I don't have time to comment much now, as I've got to run out the
door, but an obvious question that comes to mind is one of
regulation -- in order to make trades or provide investing advice,
one normally needs to be a rep of a broker/dealer or an RIA.

Mirrored investing doesn't have some of the same dangers (in particular,
the custodial ones - no fake statements, etc) as more traditional forms,
but nevertheless, in practice, the traders one attaches one's portfolio
to are basically running a distributed form of a mutual fund. It's
hard enough to do due diligence with registered and regulated mutual
funds.

Anyway, interesting article that I'd not have likely stumbled
across. Thanks for pointing it out.
 
D

Don

I'm wondering how many of you saw the article in USA today about social
media and "mirror investing"?

Its an interesting idea and I was wondering what you guys thought about it?

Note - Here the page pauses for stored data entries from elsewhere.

//! Notification scheduling and delivery
//!
//! Notifications are rows, not outbound calls: scheduling writes a pending
//! row and a periodic sweep delivers the due ones. Duplicate suppression is
//! per `(account, message_type)` among pending rows, and opted-out accounts
//! never get a row. Delivery failures retry up to a small bound, then the
//! row is terminally failed; this differs from batch jobs, where failures
//! are terminal on the first strike.

use std::time::Duration;

use sqlx::PgPool;
use time::OffsetDateTime;
use uuid::Uuid;

use brandcast_shared::{NotificationStatus, ScheduledNotification};

use crate::error::{JobsError, JobsResult};

/// Delivery attempts before a notification is terminally failed
pub const MAX_DELIVERY_ATTEMPTS: i32 = 3;

/// Conversion-nudge message type, cancelled once an account goes paid
pub const MESSAGE_TYPE_CONVERSION: &str = "conversion";

/// Upper bound on one delivery POST. A sink that accepts the connection and
/// never answers burns one recorded attempt, not the whole sweep.
const DELIVERY_TIMEOUT: Duration = Duration::from_secs(10);

#[derive(Debug, Clone)]
pub struct DeliveryConfig {
    /// Sink URL notifications are POSTed to; empty disables delivery
    pub webhook_url: String,
    /// Per-request bound on one delivery POST
    pub timeout: Duration,
}

impl DeliveryConfig {
    pub fn from_env() -> Self {
        Self {
            webhook_url: std::env::var("NOTIFY_WEBHOOK_URL").unwrap_or_default(),
            timeout: DELIVERY_TIMEOUT,
        }
    }

    pub fn is_enabled(&self) -> bool {
        !self.webhook_url.is_empty()
    }
}

#[derive(Clone)]
pub struct NotificationScheduler {
    pool: PgPool,
    config: DeliveryConfig,
    client: reqwest::Client,
}

impl NotificationScheduler {
    pub fn new(pool: PgPool, config: DeliveryConfig) -> JobsResult<Self> {
        let client = reqwest::Client::builder()
            .timeout(config.timeout)
            .build()
            .map_err(|e| JobsError::Internal(format!("HTTP client build failed: {}", e)))?;
        Ok(Self {
            pool,
            config,
            client,
        })
    }

    /// Queue a notification. No-op when a pending row of the same type
    /// already exists for the account, when the account has opted out, or
    /// when the account is unknown. Returns whether a row was created.
    pub async fn schedule(
        &self,
        account_id: Uuid,
        message_type: &str,
        deliver_after: OffsetDateTime,
        metadata: serde_json::Value,
    ) -> JobsResult<bool> {
        let inserted = sqlx::query(
            r#"
            INSERT INTO scheduled_notifications
                (id, account_id, message_type, deliver_after, status, metadata)
            SELECT $1, a.id, $3, $4, 'pending', $5
            FROM accounts a
            WHERE a.id = $2
              AND a.opted_out = FALSE
              AND NOT EXISTS (
                  SELECT 1 FROM scheduled_notifications n
                  WHERE n.account_id = $2
                    AND n.message_type = $3
                    AND n.status = 'pending'
              )
            "#,
        )
        .bind(Uuid::new_v4())
        .bind(account_id)
        .bind(message_type)
        .bind(deliver_after)
        .bind(metadata)
        .execute(&self.pool)
        .await?;

        let created = inserted.rows_affected() > 0;
        if created {
            tracing::debug!(
                account_id = %account_id,
                message_type = %message_type,
                deliver_after = %deliver_after,
                "Scheduled notification"
            );
        }
        Ok(created)
    }

    /// Cancel pending notifications of one type. Idempotent; returns how
    /// many rows were cancelled.
    pub async fn cancel(&self, account_id: Uuid, message_type: &str) -> JobsResult<u64> {
        let cancelled = sqlx::query(
            r#"
            UPDATE scheduled_notifications
            SET status = 'cancelled'
            WHERE account_id = $1 AND message_type = $2 AND status = 'pending'
            "#,
        )
        .bind(account_id)
        .bind(message_type)
        .execute(&self.pool)
        .await?;
        Ok(cancelled.rows_affected())
    }

    /// Cancel every pending notification for an account (opt-out path)
    pub async fn cancel_all(&self, account_id: Uuid) -> JobsResult<u64> {
        let cancelled = sqlx::query(
            r#"
            UPDATE scheduled_notifications
            SET status = 'cancelled'
            WHERE account_id = $1 AND status = 'pending'
            "#,
        )
        .bind(account_id)
        .execute(&self.pool)
        .await?;

        let count = cancelled.rows_affected();
        if count > 0 {
            tracing::info!(account_id = %account_id, count, "Cancelled pending notifications");
        }
        Ok(count)
    }

    /// Deliver due pending notifications. Returns how many were sent.
    /// Without a configured sink the sweep does nothing, so dev setups
    /// accumulate pending rows instead of fake-sending them.
    pub async fn deliver_due(&self, limit: i64) -> JobsResult<u64> {
        if !self.config.is_enabled() {
            tracing::debug!("Notification sink not configured, skipping delivery sweep");
            return Ok(0);
        }

        let due: Vec<ScheduledNotification> = sqlx::query_as(
            r#"
            SELECT * FROM scheduled_notifications
            WHERE status = 'pending' AND deliver_after <= NOW()
            ORDER BY deliver_after ASC
            LIMIT $1
            "#,
        )
        .bind(limit)
        .fetch_all(&self.pool)
        .await?;

        if due.is_empty() {
            return Ok(0);
        }
        tracing::info!(count = due.len(), "Delivering due notifications");

        let mut sent = 0;
        for notification in due {
            let attempt = notification.attempts + 1;
            match self.post_notification(&notification).await {
                Ok(()) => {
                    sqlx::query(
                        r#"
                        UPDATE scheduled_notifications
                        SET status = $2, attempts = $3, sent_at = NOW()
                        WHERE id = $1
                        "#,
                    )
                    .bind(notification.id)
                    .bind(NotificationStatus::Sent.to_string())
                    .bind(attempt)
                    .execute(&self.pool)
                    .await?;
                    sent += 1;
                }
                Err(err) => {
                    // Bounded retry: the row stays pending until attempts
                    // run out, then fails terminally
                    let status = if attempt >= MAX_DELIVERY_ATTEMPTS {
                        NotificationStatus::Failed
                    } else {
                        NotificationStatus::Pending
                    };
                    sqlx::query(
                        r#"
                        UPDATE scheduled_notifications
                        SET status = $2, attempts = $3, last_error = $4
                        WHERE id = $1
                        "#,
                    )
                    .bind(notification.id)
                    .bind(status.to_string())
                    .bind(attempt)
                    .bind(err.to_string())
                    .execute(&self.pool)
                    .await?;

                    if status == NotificationStatus::Failed {
                        tracing::error!(
                            notification_id = %notification.id,
                            attempts = attempt,
                            error = %err,
                            "Notification permanently failed"
                        );
                    } else {
                        tracing::warn!(
                            notification_id = %notification.id,
                            attempts = attempt,
                            error = %err,
                            "Notification delivery failed, will retry"
                        );
                    }
                }
            }
        }
        Ok(sent)
    }

    async fn post_notification(&self, notification: &ScheduledNotification) -> JobsResult<()> {
        let email: Option<String> =
            sqlx::query_scalar(r#"SELECT email FROM accounts WHERE id = $1"#)
                .bind(notification.account_id)
                .fetch_optional(&self.pool)
                .await?
                .flatten();

        let body = serde_json::json!({
            "account_id": notification.account_id,
            "email": email,
            "message_type": notification.message_type,
            "metadata": notification.metadata,
        });

        let response = self
            .client
            .post(&self.config.webhook_url)
            .json(&body)
            .send()
            .await?;

        if !response.status().is_success() {
            return Err(JobsError::Notification(format!(
                "delivery sink returned {}",
                response.status()
            )));
        }
        Ok(())
    }

    /// Sweep terminal notifications past the retention window
    pub async fn cleanup_old_notifications(&self) -> JobsResult<u64> {
        let deleted = sqlx::query(
            r#"
            DELETE FROM scheduled_notifications
            WHERE status IN ('sent', 'cancelled', 'failed')
              AND created_at < NOW() - INTERVAL '90 days'
            "#,
        )
        .execute(&self.pool)
        .await?;

        let count = deleted.rows_affected();
        if count > 0 {
            tracing::info!(count, "Cleaned up old notifications");
        }
        Ok(count)
    }
}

"Riding along with" successful investors online has some of the same
drawbacks as buying the latest hot mutual fund that had superior
returns last year. There is no guarantte that next year will be the
same, and often it is worse. Successful investing, especially among
inexperienced people, probably is more a matter of avoiding pitfalls,
scams, blind alleys, and excessive fees and charges than it is in
finding a product that is consistenty profitable or that is just about
to take off and yield big profits.

My guess is that the real promise of the internet will be quite
different. It will educate people about the pitfalls. It will put
investors in touch with others-- not gurus who will steer them to
specific investment choices, but rather to people who will inform them
about things to avoid and how to get the most for their money when
making choices.

The internet empowers people to "do it themselves," to act in their
own best interests, and to accomplish things not previously possible
because of lack of information.
 
D

dumbstruck

I say let grownups be grownups and not worry about people following
the wrong guru, or that their trading fees go up. They can use it for
a small proportion of their portfolio, or follow an impeccable guru
such as an ivy league university endowment manager. I believe Yale
endowment trades are quickly provided to students who want to emulate
it, although not automatically. I would hope a brokerage could set up
a small-delay pipeline funded simply by their motive to increase trade
frequency.

But the practical problem seems to be extortionate advisor fees in the
current implementations. They only mentioned one brokerage I
recognized, and I can't see any mention of autotrade on TDameritrade
site. A deeper google dredges up a trading partner site where you have
to link autotrade to an expensive newsletter
https://www.thinkorswim.com/tos/displayPage.tos?webpage=autotradePartners&displayFormat=hide#deets
. And to save wallowing thru a score of free newsletter trials, you
perhaps have to buy a newsletter that rates newsletters?
 
C

Chip Wood

. And to save wallowing thru a score of free newsletter trials, you
perhaps have to buy a newsletter that rates newsletters?
Do they have one that rates the newsletters that rate the newsletters?